And finally, the last component. It's the SystemManager, used to deploy the deliverables (we call them Systems, hence the name SystemManager) to the different environments, such as Development, Test and Production. I have to take back what I said earlier, this one is not Open Source, we built it ourselves. Deploying to an environment is usually very company-specific, so tools like this will almost always have to be developed inhouse. What it does is very simple though, it takes the most recent deliverables from the Maven repository and deploys them to the specified environment. The SystemManager is a command-line tool, without a web-interface, so an admin will have to log in to the buildserver in order to do it. We chose this option for security reasons, because you don't want anyone to deploy just like that. If you do want a web-interface, well it's your tool, so go ahead and develop it!

To make things a little more insightful, below is a picture with the different components of our development infrastructure. Between parentheses is the actual name of the tool that we use, but as I said, you can choose others. Click the picture to enlarge.


Extensions
There are some possible extensions to this setup that are sometimes used by other companies. One of these is a repository manager like Archiva or Artifactory.

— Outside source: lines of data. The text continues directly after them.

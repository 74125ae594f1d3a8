use pgpilot_assist::ColumnRef;
use sqlx::{PgPool, Row};

/// Base tables of one schema, ordered by name.
pub async fn list_tables(pool: &PgPool, schema: &str) -> anyhow::Result<Vec<String>> {
    let rows = sqlx::query(
        r#"
        select table_name
        from information_schema.tables
        where table_type = 'BASE TABLE'
          and table_schema = $1
        order by table_name
        "#,
    )
    .bind(schema)
    .fetch_all(pool)
    .await?;

    let tables: Vec<String> = rows
        .into_iter()
        .map(|r| r.get::<String, _>("table_name"))
        .collect();
    tracing::debug!(schema, tables = tables.len(), "Listed tables");
    Ok(tables)
}

/// Columns of every base table in one schema, by table then ordinal position.
pub async fn list_columns(pool: &PgPool, schema: &str) -> anyhow::Result<Vec<ColumnRef>> {
    let rows = sqlx::query(
        r#"
        select c.table_name, c.column_name
        from information_schema.columns c
        join information_schema.tables t
          on t.table_schema = c.table_schema
         and t.table_name = c.table_name
        where t.table_type = 'BASE TABLE'
          and c.table_schema = $1
        order by c.table_name, c.ordinal_position
        "#,
    )
    .bind(schema)
    .fetch_all(pool)
    .await?;

    let columns: Vec<ColumnRef> = rows
        .into_iter()
        .map(|r| ColumnRef::new(r.get::<String, _>("table_name"), r.get::<String, _>("column_name")))
        .collect();
    tracing::debug!(schema, columns = columns.len(), "Listed columns");
    Ok(columns)
}
impl<E, C> ToolExecutor<E, C>
where
    E: StatementExecutor,
    C: CatalogAccessor,
{
    pub fn new(statements: E, cache: Arc<SchemaCache<C>>, guardrails: GuardrailsConfig) -> Self {
        Self {
            enhancer: ErrorEnhancer::new(cache.clone()),
            statements,
            cache,
            guardrails,
        }
    }

    pub fn guardrails(&self) -> &GuardrailsConfig {
        &self.guardrails
    }

    /// Run one tool.
    ///
    /// `Err` is reserved for arguments that do not match the tool's input
    /// shape. Every other failure is an [`ExecutionResult`] with `success`
    /// unset.
    pub async fn call(&self, kind: ToolKind, arguments: Value) -> Result<ExecutionResult, McpError> {
        let started = Instant::now();
        let result = match kind {
            ToolKind::Query => self.query(parse_args(kind, arguments)?).await,
            ToolKind::Execute => self.execute(parse_args(kind, arguments)?).await,
            ToolKind::ListTables => self.list_tables().await,
            ToolKind::DescribeTable => self.describe_table(parse_args(kind, arguments)?).await,
            ToolKind::SampleData => self.sample_data(parse_args(kind, arguments)?).await,
            ToolKind::SearchSchema => self.search_schema(parse_args(kind, arguments)?).await,
        };

        tracing::info!(
            tool = kind.name(),
            success = result.success,
            elapsed_ms = started.elapsed().as_millis() as u64,
            "Tool call finished"
        );
        Ok(result)
    }

    async fn query(&self, args: StatementArgs) -> ExecutionResult {
        let classification = match ensure_read_only(&args.sql) {
            Ok(c) => c,
            Err(e) => return e.into(),
        };
        let (sql, cap) = apply_row_cap(&args.sql, &classification, self.guardrails.max_rows);

        match self.statements.query(&sql, &args.params).await {
            Ok(output) => {
                let truncated = cap.is_some_and(|cap| output.row_count == cap);
                if truncated {
                    tracing::debug!(rows = output.row_count, "Result hit the row cap");
                }
                ExecutionResult::success_json(json!({
                    "rowCount": output.row_count,
                    "rows": output.rows,
                    "fields": output.fields,
                    "truncated": truncated,
                }))
            }
            Err(e) => self.database_error(e, &args.sql).await,
        }
    }

    async fn execute(&self, args: StatementArgs) -> ExecutionResult {
        if self.guardrails.read_only {
            return ExecutionResult::error("This server is read-only; statements that modify data are disabled");
        }
        let classification = match ensure_write_statement(&args.sql) {
            Ok(c) => c,
            Err(e) => return e.into(),
        };

        match self.statements.execute(&args.sql, &args.params).await {
            Ok(output) => {
                if classification.is_schema_mutating {
                    self.cache.invalidate();
                    tracing::info!(command = %output.command, "Schema changed; cache invalidated");
                }
                ExecutionResult::success_json(json!({
                    "command": output.command,
                    "rowCount": output.row_count,
                    "schemaChanged": classification.is_schema_mutating,
                }))
            }
            Err(e) => self.database_error(e, &args.sql).await,
        }
    }

    async fn list_tables(&self) -> ExecutionResult {
        match self.cache.snapshot().await {
            Ok(snapshot) => ExecutionResult::success_json(json!({
                "tables": snapshot.tables(),
                "count": snapshot.tables().len(),
                "capturedAt": snapshot.captured_at().to_rfc3339(),
            })),
            Err(e) => e.into(),
        }
    }

    async fn describe_table(&self, args: TableArgs) -> ExecutionResult {
        let table = match self.known_table(&args.table).await {
            Ok(table) => table,
            Err(result) => return result,
        };
        let params = [Value::String(table.clone())];

        let columns = match self.statements.query(DESCRIBE_COLUMNS_SQL, &params).await {
            Ok(output) => output.rows,
            Err(e) => return self.database_error(e, DESCRIBE_COLUMNS_SQL).await,
        };
        let indexes = match self.statements.query(DESCRIBE_INDEXES_SQL, &params).await {
            Ok(output) => output.rows,
            Err(e) => return self.database_error(e, DESCRIBE_INDEXES_SQL).await,
        };

        ExecutionResult::success_json(json!({
            "table": table,
            "columns": columns,
            "indexes": indexes,
        }))
    }

    async fn sample_data(&self, args: SampleArgs) -> ExecutionResult {
        let table = match self.known_table(&args.table).await {
            Ok(table) => table,
            Err(result) => return result,
        };
        let limit = args
            .limit
            .unwrap_or(self.guardrails.sample_rows)
            .min(self.guardrails.max_sample_rows)
            .max(1);

        let sql = format!("SELECT * FROM \"{}\" LIMIT {}", table, limit);
        let output = match self.statements.query(&sql, &[]).await {
            Ok(output) => output,
            Err(e) => return self.database_error(e, &sql).await,
        };

        let json_columns = self.describe_json_columns(&table, &output).await;

        ExecutionResult::success_json(json!({
            "table": table,
            "limit": limit,
            "rowCount": output.row_count,
            "rows": output.rows,
            "fields": output.fields,
            "jsonColumns": json_columns,
        }))
    }

    /// Shape and top-level keys of every column declared `json`/`jsonb`.
    async fn describe_json_columns(&self, table: &str, output: &QueryOutput) -> Map<String, Value> {
        let mut described = Map::new();
        for field in output.fields.iter().filter(|f| f.is_json()) {
            let sample = output
                .rows
                .iter()
                .filter_map(|row| row.get(&field.name))
                .find(|v| v.is_object() || v.is_array());
            let structure = sample
                .map(|v| infer_structure(v, self.guardrails.structure_depth).to_json())
                .unwrap_or(Value::Null);

            let keys = match assert_safe_identifier(&field.name, "column") {
                Ok(column) => self.probe_json_keys(table, column).await,
                Err(_) => {
                    tracing::debug!(column = %field.name, "Skipping key probe for column with unsafe name");
                    None
                }
            };

            described.insert(
                field.name.clone(),
                json!({
                    "type": field.type_name,
                    "structure": structure,
                    "keys": keys,
                }),
            );
        }
        described
    }

    /// Distinct top-level object keys of one JSON column, or `None` if the probe failed.
    async fn probe_json_keys(&self, table: &str, column: &str) -> Option<Vec<String>> {
        let sql = format!(
            "SELECT DISTINCT jsonb_object_keys(\"{column}\"::jsonb) AS key FROM \"{table}\" \
             WHERE jsonb_typeof(\"{column}\"::jsonb) = 'object' ORDER BY key LIMIT {}",
            self.guardrails.json_key_limit
        );
        match self.statements.query(&sql, &[]).await {
            Ok(output) => Some(
                output
                    .rows
                    .iter()
                    .filter_map(|row| row.get("key").and_then(Value::as_str))
                    .map(str::to_string)
                    .collect(),
            ),
            Err(e) => {
                tracing::warn!(table, column, error = %e, "JSON key probe failed");
                None
            }
        }
    }

    async fn search_schema(&self, args: SearchArgs) -> ExecutionResult {
        let pattern = args.pattern.trim();
        if pattern.is_empty() {
            return ExecutionResult::error("pattern must not be empty");
        }
        let snapshot = match self.cache.snapshot().await {
            Ok(snapshot) => snapshot,
            Err(e) => return e.into(),
        };

        let needle = pattern.to_lowercase();
        let tables: Vec<&String> = snapshot
            .tables()
            .iter()
            .filter(|t| t.to_lowercase().contains(&needle))
            .collect();
        let columns: Vec<Value> = snapshot
            .columns()
            .iter()
            .filter(|c| c.column.to_lowercase().contains(&needle))
            .map(|c| json!({"table": c.table, "column": c.column}))
            .collect();

        let mut result = json!({
            "pattern": pattern,
            "tables": tables,
            "columns": columns,
        });
        if tables.is_empty() && columns.is_empty() {
            let mut names: Vec<&str> = snapshot.tables().iter().map(String::as_str).collect();
            names.extend(snapshot.distinct_column_names());
            result["suggestions"] = json!(rank_similar(pattern, &names, DEFAULT_MAX_DISTANCE, DEFAULT_LIMIT));
        }
        ExecutionResult::success_json(result)
    }

    /// Guard `name` and resolve it to a table in the snapshot.
    async fn known_table(&self, name: &str) -> Result<String, ExecutionResult> {
        let name = assert_safe_identifier(name, "table")?;
        let snapshot = self.cache.snapshot().await?;
        if let Some(table) = snapshot.find_table(name) {
            return Ok(table.to_string());
        }

        let suggestions = rank_similar(name, snapshot.tables(), DEFAULT_MAX_DISTANCE, DEFAULT_LIMIT);
        let mut message = format!("Table \"{name}\" does not exist.");
        if !suggestions.is_empty() {
            message.push_str(&format!(" Did you mean: {}?", suggestions.join(", ")));
        }
        Err(ExecutionResult::error(message))
    }

    async fn database_error(&self, error: anyhow::Error, sql: &str) -> ExecutionResult {
        let message = error.to_string();
        tracing::warn!(error = %message, "Statement failed");
        ExecutionResult::error(self.enhancer.enhance(&message, sql).await)
    }
}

It acts as an intermediate between the Maven repository and the components that want to use the Maven repository and offers functionality such as version control on dependencies and identification of the person who submitted a dependency to the repository. We don't need such a component, because we see no harm in accessing the Maven repository directly and the buildserver administrator is the only authorized party to add new dependencies to the repository. Also, the above picture is complex enough for the average developer. Remember, we are not all buildserver admins. If you keep the usage of the buildserver simple, developers are much more likely to contribute to a clean environment. Make it complex and they see the buildserver as a difficult piece of overhead that is best left alone.

Simple goals and rules lead to intelligent behaviour,
complex goals and rules lead to stupid behaviour

- Albert Einstein -

Another thing to take care about is release management. You want to have control over the different versions that are released. This is also an issue where a repository manager can help. We, however, keep this very simple. Basically, we stick to the Maven standard of keeping the head revision of the application a SNAPSHOT revision. Every iteration, we create a branch for the release. Changes in that branch will also have to be merged into the trunk, of course. Because the branches and the trunk have different Maven versions, Maven keeps them separated in the Maven repository. That way, you don't need a repository manager to keep track of the different versions that you have.

Apart from that, each build gets its own version number from Luntbuild. We don't really use those version numbers, but because Luntbuild tags each build in the Subversion repository, we can always get the source-code of a certain build back. Luntbuild even supports re-building. That way, you can re-build a previous build, with the source-code as it was at that time. We have also developed a Maven plugin that writes the buildnumber to the actual application (in an xml-file), so that you can identify the buildnumber of a running application.

So, my advice is, if you want to extend your buildserver, keep one thing in mind: keep it simple! At my previous job, the buildserver was far more complex, with both Tomcat and Websphere running, with a CI tool (CruiseControl) that consisted out of 2 separate parts, with a custom made management application, with a separate release versioning tool (Harvest), with four different version-numbers per application (Maven version, CruiseControl buildnumber, Harvest version and a so-called "application-version" that I'm not even getting into), etc., etc. I have ample experience with developers avoiding as much as they could of that buildserver, because it was just too complicated. And still, some people wanted to install a repository manager on top of all that! Luckily, I was in the position to prevent that...

It takes an intelligent person to build something complex;
it takes a genius to build something simple

- Albert Einstein -

Be the genius!